START EXERCISE MATERIAL
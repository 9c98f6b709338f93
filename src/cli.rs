//! Command line arguments and CIDR input.

use crate::error::{ExpandError, ParseError};
use clap::Parser;
use std::io::BufRead;
use std::path::PathBuf;

/// Expand a CIDR block into its host addresses, one per line.
///
/// The network and broadcast addresses are left out.
#[derive(Parser, Debug, Clone, PartialEq, Eq)]
#[command(
    version,
    after_help = "Example:\n  cidr-expand 192.168.0.0/24 /tmp/output.txt"
)]
pub struct Cli {
    /// CIDR block such as 192.168.0.0/24; read from stdin when omitted
    pub cidr: Option<String>,
    /// Also write the addresses to this file (truncated if it exists)
    pub output_path: Option<PathBuf>,
}

impl Cli {
    /// Parse arguments, keeping `--help`/`--version` apart from usage errors.
    pub fn try_from_args<I, T>(args: I) -> Result<Cli, CliOutcome>
    where
        I: IntoIterator<Item = T>,
        T: Into<std::ffi::OsString> + Clone,
    {
        Cli::try_parse_from(args).map_err(|e| match e.kind() {
            clap::error::ErrorKind::DisplayHelp
            | clap::error::ErrorKind::DisplayVersion
            | clap::error::ErrorKind::DisplayHelpOnMissingArgumentOrSubcommand => {
                CliOutcome::Info(e)
            }
            _ => CliOutcome::Usage(e),
        })
    }
}

/// Why argument parsing did not produce a [`Cli`].
#[derive(Debug)]
pub enum CliOutcome {
    /// Help or version text was requested.
    Info(clap::Error),
    /// Bad arguments; carries clap's usage message.
    Usage(clap::Error),
}

impl From<CliOutcome> for ExpandError {
    fn from(outcome: CliOutcome) -> Self {
        match outcome {
            CliOutcome::Info(e) | CliOutcome::Usage(e) => {
                ExpandError::Usage(e.render().to_string())
            }
        }
    }
}

/// Read a single CIDR from the first line of `input`.
pub fn read_cidr<R: BufRead>(input: &mut R) -> Result<String, ExpandError> {
    let mut line = String::new();
    input
        .read_line(&mut line)
        .map_err(|e| ExpandError::io("Error reading CIDR input", e))?;
    let cidr = line.trim();
    if cidr.is_empty() {
        return Err(ParseError::Empty.into());
    }
    log::debug!("read_cidr() got {cidr:?}");
    Ok(cidr.to_string())
}
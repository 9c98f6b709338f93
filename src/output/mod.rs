//! Output sinks for expanded host lists.
//!
//! - [`terminal`] - one address per line on the console stream
//! - [`file`] - console output mirrored into a newly created file

mod file;
mod terminal;

pub use file::print_and_save_to_file;
pub use terminal::print_hosts;

use crate::error::ExpandError;
use std::io::Write;
use std::net::IpAddr;
use std::path::PathBuf;

/// Where an expanded host list goes.
#[derive(Debug, Clone, PartialEq, Eq)]
pub enum Destination {
    Console,
    /// Console plus a truncated file at this path.
    File(PathBuf),
}

impl Destination {
    pub fn from_path(path: Option<PathBuf>) -> Destination {
        path.map_or(Destination::Console, Destination::File)
    }
}

/// Send `hosts` to `destination`, returning how many lines were written.
pub fn write_hosts<I, W>(
    hosts: I,
    destination: &Destination,
    out: &mut W,
) -> Result<usize, ExpandError>
where
    I: IntoIterator<Item = IpAddr>,
    W: Write,
{
    match destination {
        Destination::Console => print_hosts(hosts, out),
        Destination::File(path) => print_and_save_to_file(path, hosts, out),
    }
}

#[cfg(test)]
mod tests {
    use super::*;

    #[test]
    fn test_destination_from_path() {
        assert_eq!(Destination::from_path(None), Destination::Console);
        assert_eq!(
            Destination::from_path(Some(PathBuf::from("/tmp/out.txt"))),
            Destination::File(PathBuf::from("/tmp/out.txt"))
        );
    }
}
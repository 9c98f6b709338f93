//! Host enumeration: the inclusive block walk with both edges removed.

use super::walk::BlockWalk;
use crate::error::ParseError;
use crate::models::Cidr;
use std::net::{IpAddr, Ipv4Addr, Ipv6Addr};

#[derive(Debug, Clone)]
enum FamilyWalk {
    V4(BlockWalk<4>),
    V6(BlockWalk<16>),
}

impl Iterator for FamilyWalk {
    type Item = IpAddr;

    fn next(&mut self) -> Option<IpAddr> {
        match self {
            FamilyWalk::V4(walk) => walk.next().map(|o| IpAddr::V4(Ipv4Addr::from(o))),
            FamilyWalk::V6(walk) => walk.next().map(|o| IpAddr::V6(Ipv6Addr::from(o))),
        }
    }
}

/// Lazy, ascending iterator over the host addresses of a [`Cidr`].
///
/// The network address is dropped up front; the broadcast address is dropped
/// by holding one address back and ending when the walk has nothing after it.
/// Blocks of one or two addresses (`/31`, `/32`, `/127`, `/128`) yield nothing.
#[derive(Debug, Clone)]
pub struct Hosts {
    walk: FamilyWalk,
    pending: Option<IpAddr>,
}

impl Hosts {
    pub fn new(cidr: &Cidr) -> Hosts {
        let mut walk = match cidr.addr {
            IpAddr::V4(v4) => FamilyWalk::V4(BlockWalk::new(v4.octets(), cidr.prefix)),
            IpAddr::V6(v6) => FamilyWalk::V6(BlockWalk::new(v6.octets(), cidr.prefix)),
        };
        // network address
        walk.next();
        let pending = walk.next();
        Hosts { walk, pending }
    }
}

impl Iterator for Hosts {
    type Item = IpAddr;

    fn next(&mut self) -> Option<IpAddr> {
        let candidate = self.pending.take()?;
        // Whatever the walk ends on is the broadcast address.
        self.pending = Some(self.walk.next()?);
        Some(candidate)
    }
}

/// Host addresses of an already parsed block.
pub fn hosts(cidr: &Cidr) -> Hosts {
    Hosts::new(cidr)
}

/// Expand a CIDR string into the ascending list of its host addresses.
///
/// # Examples
/// ```
/// use cidr_expand::expand_cidr;
/// assert_eq!(expand_cidr("10.0.0.0/30").unwrap(), vec!["10.0.0.1", "10.0.0.2"]);
/// ```
pub fn expand_cidr(cidr: &str) -> Result<Vec<String>, ParseError> {
    let cidr = Cidr::new(cidr)?;
    log::debug!(
        "expand_cidr({cidr}) network={} broadcast={} hosts={}",
        cidr.network(),
        cidr.broadcast(),
        cidr.host_count()
    );
    Ok(hosts(&cidr).map(|ip| ip.to_string()).collect())
}
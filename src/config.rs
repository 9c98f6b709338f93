//! Runtime configuration and logger setup.
//!
//! Settings come from the environment (optionally seeded from `.env` by
//! `dotenv` in `main`).

use log::LevelFilter;
use log4rs::append::console::{ConsoleAppender, Target};
use log4rs::config::{Appender, Config as LogConfig, Root};
use log4rs::encode::pattern::PatternEncoder;
use std::path::PathBuf;

/// Env var naming the log4rs YAML file.
pub const LOG_CONFIG_VAR: &str = "CIDR_EXPAND_LOG_CONFIG";
/// Env var with the level used when no log4rs file is loaded.
pub const LOG_LEVEL_VAR: &str = "CIDR_EXPAND_LOG_LEVEL";

const DEFAULT_LOG_CONFIG: &str = "log4rs.yml";
const DEFAULT_LOG_LEVEL: LevelFilter = LevelFilter::Warn;

#[derive(Debug, Clone, PartialEq, Eq)]
pub struct Config {
    pub log_config: PathBuf,
    pub log_level: LevelFilter,
}

impl Default for Config {
    fn default() -> Self {
        Config {
            log_config: PathBuf::from(DEFAULT_LOG_CONFIG),
            log_level: DEFAULT_LOG_LEVEL,
        }
    }
}

impl Config {
    pub fn from_env() -> Config {
        Config::from_lookup(|key| std::env::var(key).ok())
    }

    /// Build a [`Config`] from any key/value source.
    pub fn from_lookup<F>(lookup: F) -> Config
    where
        F: Fn(&str) -> Option<String>,
    {
        let mut config = Config::default();
        if let Some(path) = lookup(LOG_CONFIG_VAR).filter(|p| !p.trim().is_empty()) {
            config.log_config = PathBuf::from(path.trim());
        }
        if let Some(level) = lookup(LOG_LEVEL_VAR) {
            match level.trim().parse::<LevelFilter>() {
                Ok(level) => config.log_level = level,
                Err(_) => eprintln!(
                    "Ignoring {LOG_LEVEL_VAR}={level:?}, using {DEFAULT_LOG_LEVEL}"
                ),
            }
        }
        config
    }
}

/// Initialize log4rs from the configured YAML file, or log to stderr.
///
/// Logs never go to stdout, which carries the address list.
pub fn init_logging(config: &Config) -> Result<(), Box<dyn std::error::Error>> {
    if config.log_config.exists() {
        match log4rs::init_file(&config.log_config, Default::default()) {
            Ok(()) => {
                log::debug!("Logging configured from {}", config.log_config.display());
                return Ok(());
            }
            Err(e) => eprintln!(
                "Error loading {}: {e}, logging to stderr",
                config.log_config.display()
            ),
        }
    }
    log4rs::init_config(stderr_config(config.log_level)?)?;
    log::debug!(
        "No usable {}, logging to stderr at {}",
        config.log_config.display(),
        config.log_level
    );
    Ok(())
}

fn stderr_config(level: LevelFilter) -> Result<LogConfig, Box<dyn std::error::Error>> {
    let stderr = ConsoleAppender::builder()
        .target(Target::Stderr)
        .encoder(Box::new(PatternEncoder::new("{h({l})} {t} - {m}{n}")))
        .build();
    let config = LogConfig::builder()
        .appender(Appender::builder().build("stderr", Box::new(stderr)))
        .build(Root::builder().appender("stderr").build(level))?;
    Ok(config)
}

#[cfg(test)]
mod tests {
    use super::*;
    use std::collections::HashMap;

    fn lookup_from(pairs: &[(&str, &str)]) -> impl Fn(&str) -> Option<String> {
        let map: HashMap<String, String> = pairs
            .iter()
            .map(|(k, v)| (k.to_string(), v.to_string()))
            .collect();
        move |key| map.get(key).cloned()
    }

    #[test]
    fn test_defaults() {
        let config = Config::from_lookup(|_| None);
        assert_eq!(config, Config::default());
        assert_eq!(config.log_config, PathBuf::from("log4rs.yml"));
        assert_eq!(config.log_level, LevelFilter::Warn);
    }

    #[test]
    fn test_from_lookup_overrides() {
        let config = Config::from_lookup(lookup_from(&[
            (LOG_CONFIG_VAR, "/etc/cidr-expand/log4rs.yml"),
            (LOG_LEVEL_VAR, "debug"),
        ]));
        assert_eq!(
            config.log_config,
            PathBuf::from("/etc/cidr-expand/log4rs.yml")
        );
        assert_eq!(config.log_level, LevelFilter::Debug);
    }

    #[test]
    fn test_bad_level_keeps_default() {
        let config = Config::from_lookup(lookup_from(&[(LOG_LEVEL_VAR, "loud")]));
        assert_eq!(config.log_level, LevelFilter::Warn);
    }

    #[test]
    fn test_blank_log_config_keeps_default() {
        let config = Config::from_lookup(lookup_from(&[(LOG_CONFIG_VAR, "  ")]));
        assert_eq!(config.log_config, PathBuf::from("log4rs.yml"));
    }

    #[test]
    fn test_stderr_config_builds() {
        assert!(stderr_config(LevelFilter::Info).is_ok());
    }
}
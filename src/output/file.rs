//! File output: every address goes to the console and to a new file.

use crate::error::ExpandError;
use std::fs::File;
use std::io::{BufWriter, Write};
use std::net::IpAddr;
use std::path::Path;

/// Print each address to `out` and append it as a line to a file at `file_path`.
///
/// The file is created (or truncated) before the first address is written and
/// closed before returning, on success and on error. A failure partway leaves
/// whatever was already written in place.
///
/// # Returns
/// * `Ok(count)` - Number of addresses written
/// * `Err` - If the file can't be created or a write fails
pub fn print_and_save_to_file<I, W>(
    file_path: &Path,
    hosts: I,
    out: &mut W,
) -> Result<usize, ExpandError>
where
    I: IntoIterator<Item = IpAddr>,
    W: Write,
{
    let file = File::create(file_path).map_err(|e| {
        ExpandError::io(format!("Error creating {}", file_path.display()), e)
    })?;
    log::info!("Writing hosts to {}", file_path.display());
    let mut writer = BufWriter::new(file);

    let mut count = 0;
    for ip in hosts {
        writeln!(out, "{ip}").map_err(|e| ExpandError::io("Error writing to stdout", e))?;
        writeln!(writer, "{ip}").map_err(|e| {
            ExpandError::io(format!("Error writing to {}", file_path.display()), e)
        })?;
        count += 1;
    }

    out.flush()
        .map_err(|e| ExpandError::io("Error flushing stdout", e))?;
    writer.flush().map_err(|e| {
        ExpandError::io(format!("Error flushing {}", file_path.display()), e)
    })?;
    log::info!("Wrote {count} hosts to {}", file_path.display());
    Ok(count)
}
END EXERCISE MATERIAL
TRY IT ::
Reproduce the records above line by line, without any change, up to and including the line that holds "Read a single".

TASK ANSWER ::
repository 9c98f6b709338f93
filename src/cli.rs
//! Command line arguments and CIDR input.

use crate::error::{ExpandError, ParseError};
use clap::Parser;
use std::io::BufRead;
use std::path::PathBuf;

/// Expand a CIDR block into its host addresses, one per line.
///
/// The network and broadcast addresses are left out.
#[derive(Parser, Debug, Clone, PartialEq, Eq)]
#[command(
    version,
    after_help = "Example:\n  cidr-expand 192.168.0.0/24 /tmp/output.txt"
)]
pub struct Cli {
    /// CIDR block such as 192.168.0.0/24; read from stdin when omitted
    pub cidr: Option<String>,
    /// Also write the addresses to this file (truncated if it exists)
    pub output_path: Option<PathBuf>,
}

impl Cli {
    /// Parse arguments, keeping `--help`/`--version` apart from usage errors.
    pub fn try_from_args<I, T>(args: I) -> Result<Cli, CliOutcome>
    where
        I: IntoIterator<Item = T>,
        T: Into<std::ffi::OsString> + Clone,
    {
        Cli::try_parse_from(args).map_err(|e| match e.kind() {
            clap::error::ErrorKind::DisplayHelp
            | clap::error::ErrorKind::DisplayVersion
            | clap::error::ErrorKind::DisplayHelpOnMissingArgumentOrSubcommand => {
                CliOutcome::Info(e)
            }
            _ => CliOutcome::Usage(e),
        })
    }
}

/// Why argument parsing did not produce a [`Cli`].
#[derive(Debug)]
pub enum CliOutcome {
    /// Help or version text was requested.
    Info(clap::Error),
    /// Bad arguments; carries clap's usage message.
    Usage(clap::Error),
}

impl From<CliOutcome> for ExpandError {
    fn from(outcome: CliOutcome) -> Self {
        match outcome {
            CliOutcome::Info(e) | CliOutcome::Usage(e) => {
                ExpandError::Usage(e.render().to_string())
            }
        }
    }
}

/// Read a single CIDR from the first line of `input`.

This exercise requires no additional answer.